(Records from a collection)
**********
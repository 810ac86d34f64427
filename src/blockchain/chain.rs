use log::{debug, info, warn};
use parking_lot::{Mutex, MutexGuard};
use serde::{Deserialize, Serialize};
use thiserror::Error;

use std::path::Path;

use super::account::{self, Account};
use super::block::Block;
use super::hash::ZERO_HASH;
use super::policy::TransactionPolicy;
use super::pow::{self, GENESIS_DIFFICULTY};
use super::storage::{BlockStore, StorageError};
use super::transaction::{Address, Transaction, TransactionError};
use super::validation::{validate_chain, IntegrityViolation};

/// Errors that can occur during blockchain operations
#[derive(Debug, Error)]
pub enum BlockchainError {
    #[error("Transaction error: {0}")]
    TransactionError(#[from] TransactionError),

    #[error("Storage error: {0}")]
    StorageError(#[from] StorageError),

    #[error(transparent)]
    IntegrityViolation(#[from] IntegrityViolation),

    #[error("Block {index} not found (chain length {length})")]
    BlockNotFound { index: u64, length: usize },
}

/// Tunables of the ledger engine
#[derive(Debug, Clone, Copy, PartialEq, Eq, Serialize, Deserialize)]
#[serde(default)]
pub struct ChainConfig {
    /// Mining difficulty (number of leading zeros required in hash)
    pub difficulty: usize,

    /// Pending transactions that trigger an automatic seal
    pub seal_threshold: usize,

    /// Admission rules for new transactions
    pub policy: TransactionPolicy,
}

impl Default for ChainConfig {
    fn default() -> Self {
        ChainConfig {
            difficulty: 4,
            seal_threshold: 2,
            policy: TransactionPolicy::default(),
        }
    }
}

/// Result of submitting a transaction
#[derive(Debug, Clone, Copy, PartialEq, Eq)]
pub enum SubmitOutcome {
    /// The transaction waits in the pending buffer
    Pending { pending: usize },

    /// The submission filled the buffer and a block was sealed
    Sealed { block_index: u64, chain_length: usize },
}

/// Chain and pending buffer, always locked together
#[derive(Debug)]
struct LedgerState {
    chain: Vec<Block>,
    pending: Vec<Transaction>,
}

impl LedgerState {
    fn tail(&self) -> &Block {
        // the chain always holds at least the genesis block
        &self.chain[self.chain.len() - 1]
    }

    /// Sender's balance after the chain and the given unsealed transactions
    fn spendable(&self, sender: &Address, unsealed: &[Transaction]) -> f64 {
        account::balance_of(
            account::chain_transactions(&self.chain).chain(unsealed.iter()),
            sender,
        )
    }
}

/// Represents the blockchain
///
/// A single lock covers the chain and the pending buffer, so reading the
/// tail, sealing, persisting, appending and clearing the buffer happen as
/// one step.
#[derive(Debug)]
pub struct Blockchain {
    /// The chain of blocks and the transactions waiting for the next one
    state: Mutex<LedgerState>,

    /// Difficulty, seal threshold and admission policy
    config: ChainConfig,

    /// Storage for blockchain data
    storage: Option<BlockStore>,
}

impl Blockchain {
    /// Creates an in-memory blockchain with a genesis block
    pub fn new(config: ChainConfig) -> Self {
        Blockchain {
            state: Mutex::new(LedgerState {
                chain: vec![Self::create_genesis_block()],
                pending: Vec::new(),
            }),
            config,
            storage: None,
        }
    }

    /// Creates a blockchain backed by a store at the given path
    ///
    /// # Arguments
    ///
    /// * `storage_path` - The path to the storage directory
    /// * `config` - Engine tunables
    pub fn with_storage<P: AsRef<Path>>(
        storage_path: P,
        config: ChainConfig,
    ) -> Result<Self, BlockchainError> {
        let storage = BlockStore::open(storage_path)?;
        Self::open(storage, config)
    }

    /// Creates a blockchain from an opened store
    ///
    /// An empty store gets a freshly sealed genesis block. A non-empty one
    /// is loaded and validated; any integrity violation aborts construction.
    pub fn open(storage: BlockStore, config: ChainConfig) -> Result<Self, BlockchainError> {
        let mut chain = storage.load_all()?;

        if chain.is_empty() {
            info!("No existing blockchain found in storage, creating genesis block");
            let genesis = Self::create_genesis_block();
            storage.persist(&genesis)?;
            chain.push(genesis);
        } else {
            validate_chain(&chain, config.difficulty).map_err(|violation| {
                warn!("Refusing to load stored chain: {}", violation);
                violation
            })?;
            info!("Loaded {} blocks from storage", chain.len());
        }

        Ok(Blockchain {
            state: Mutex::new(LedgerState {
                chain,
                pending: Vec::new(),
            }),
            config,
            storage: Some(storage),
        })
    }

    /// Creates the genesis block (first block in the chain)
    fn create_genesis_block() -> Block {
        pow::seal(
            Block::new(0, Vec::new(), ZERO_HASH.to_string(), None),
            GENESIS_DIFFICULTY,
        )
    }

    fn lock(&self) -> MutexGuard<'_, LedgerState> {
        self.state.lock()
    }

    pub fn difficulty(&self) -> usize {
        self.config.difficulty
    }

    pub fn seal_threshold(&self) -> usize {
        self.config.seal_threshold
    }

    /// Submits a transaction built from its parts
    pub fn submit_transaction(
        &self,
        sender: impl Into<Address>,
        recipient: impl Into<Address>,
        amount: f64,
    ) -> Result<SubmitOutcome, BlockchainError> {
        self.submit(Transaction::new(sender, recipient, amount))
    }

    /// Adds a transaction to the pending buffer
    ///
    /// Rejected transactions leave the buffer untouched. When the buffer
    /// reaches the seal threshold the whole buffer is sealed into one block
    /// before this call returns.
    ///
    /// # Returns
    ///
    /// Whether the transaction is still pending or was sealed
    pub fn submit(&self, transaction: Transaction) -> Result<SubmitOutcome, BlockchainError> {
        let mut state = self.lock();

        self.config
            .policy
            .check(&transaction, || state.spendable(&transaction.sender, &state.pending))?;

        state.pending.push(transaction);
        let pending = state.pending.len();
        debug!("Buffered transaction, {} pending", pending);

        if pending < self.config.seal_threshold {
            return Ok(SubmitOutcome::Pending { pending });
        }

        let transactions = state.pending.clone();
        let block = match self.seal_and_append(&mut state, transactions, None) {
            Ok(block) => block,
            Err(err) => {
                // leave the buffer as it was before this call
                state.pending.pop();
                return Err(err);
            }
        };
        state.pending.clear();

        Ok(SubmitOutcome::Sealed {
            block_index: block.index,
            chain_length: state.chain.len(),
        })
    }

    /// Seals whatever is in the pending buffer, even below the threshold
    ///
    /// # Returns
    ///
    /// The sealed block, or `None` when nothing was pending
    pub fn seal_pending(&self) -> Result<Option<Block>, BlockchainError> {
        let mut state = self.lock();

        if state.pending.is_empty() {
            return Ok(None);
        }

        let transactions = state.pending.clone();
        let block = self.seal_and_append(&mut state, transactions, None)?;
        state.pending.clear();

        Ok(Some(block))
    }

    /// Seals an explicit batch into one block, bypassing the pending buffer
    ///
    /// # Returns
    ///
    /// The new chain length
    pub fn mine(&self, transactions: Vec<Transaction>) -> Result<usize, BlockchainError> {
        let block = self.seal_batch(transactions, None)?;
        Ok(block.index as usize + 1)
    }

    /// Seals an explicit batch with optional aux data into one block
    ///
    /// An empty batch is allowed and yields a block without a Merkle root.
    pub fn seal_batch(
        &self,
        transactions: Vec<Transaction>,
        aux_data: Option<String>,
    ) -> Result<Block, BlockchainError> {
        let mut state = self.lock();

        for (position, transaction) in transactions.iter().enumerate() {
            let admitted = &transactions[..position];
            self.config
                .policy
                .check(transaction, || state.spendable(&transaction.sender, admitted))?;
        }

        self.seal_and_append(&mut state, transactions, aux_data)
    }

    /// Builds a block on the current tail, seals, persists and appends it
    ///
    /// The block is persisted before it is appended, so a storage failure
    /// leaves the in-memory chain unchanged.
    fn seal_and_append(
        &self,
        state: &mut LedgerState,
        transactions: Vec<Transaction>,
        aux_data: Option<String>,
    ) -> Result<Block, BlockchainError> {
        let tail = state.tail();
        let candidate = Block::new(tail.index + 1, transactions, tail.hash.clone(), aux_data);
        let block = pow::seal(candidate, self.config.difficulty);

        if let Some(storage) = &self.storage {
            storage.persist(&block)?;
        }

        info!(
            "Sealed block {} with {} transactions (nonce {})",
            block.index,
            block.transactions.len(),
            block.nonce
        );

        state.chain.push(block.clone());
        Ok(block)
    }

    /// Gets the entire blockchain
    pub fn get_chain(&self) -> Vec<Block> {
        self.lock().chain.clone()
    }

    /// Number of blocks, genesis included
    pub fn len(&self) -> usize {
        self.lock().chain.len()
    }

    /// Gets the last block in the chain
    pub fn get_last_block(&self) -> Block {
        self.lock().tail().clone()
    }

    /// Gets the block at an index
    pub fn get_block(&self, index: u64) -> Result<Block, BlockchainError> {
        let state = self.lock();
        let block = usize::try_from(index)
            .ok()
            .and_then(|position| state.chain.get(position))
            .cloned();

        block.ok_or(BlockchainError::BlockNotFound {
            index,
            length: state.chain.len(),
        })
    }

    /// Gets all pending transactions
    pub fn get_pending_transactions(&self) -> Vec<Transaction> {
        self.lock().pending.clone()
    }

    /// Net balance of an address over every sealed transaction
    pub fn get_balance(&self, address: &Address) -> f64 {
        let state = self.lock();
        account::balance_of(account::chain_transactions(&state.chain), address)
    }

    /// Sealed transactions sent or received by an address, in chain order
    pub fn get_transactions_by_address(&self, address: &Address) -> Vec<Transaction> {
        account::history_of(&self.lock().chain, address)
    }

    /// Replayed totals for every address that appears in the chain
    pub fn get_accounts(&self) -> Vec<Account> {
        account::replay_accounts(&self.lock().chain)
    }

    /// Validates the blockchain
    pub fn validate(&self) -> Result<(), IntegrityViolation> {
        validate_chain(&self.lock().chain, self.config.difficulty)
    }

    pub fn is_valid(&self) -> bool {
        self.validate().is_ok()
    }
}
**********
- REQUIREMENT
Extract all lines of the records above that include "spendable".

- RESPONSE FOR THIS EXERCISE
    fn spendable(&self, sender: &Address, unsealed: &[Transaction]) -> f64 {
            .check(&transaction, || state.spendable(&transaction.sender, &state.pending))?;
                .check(transaction, || state.spendable(&transaction.sender, admitted))?;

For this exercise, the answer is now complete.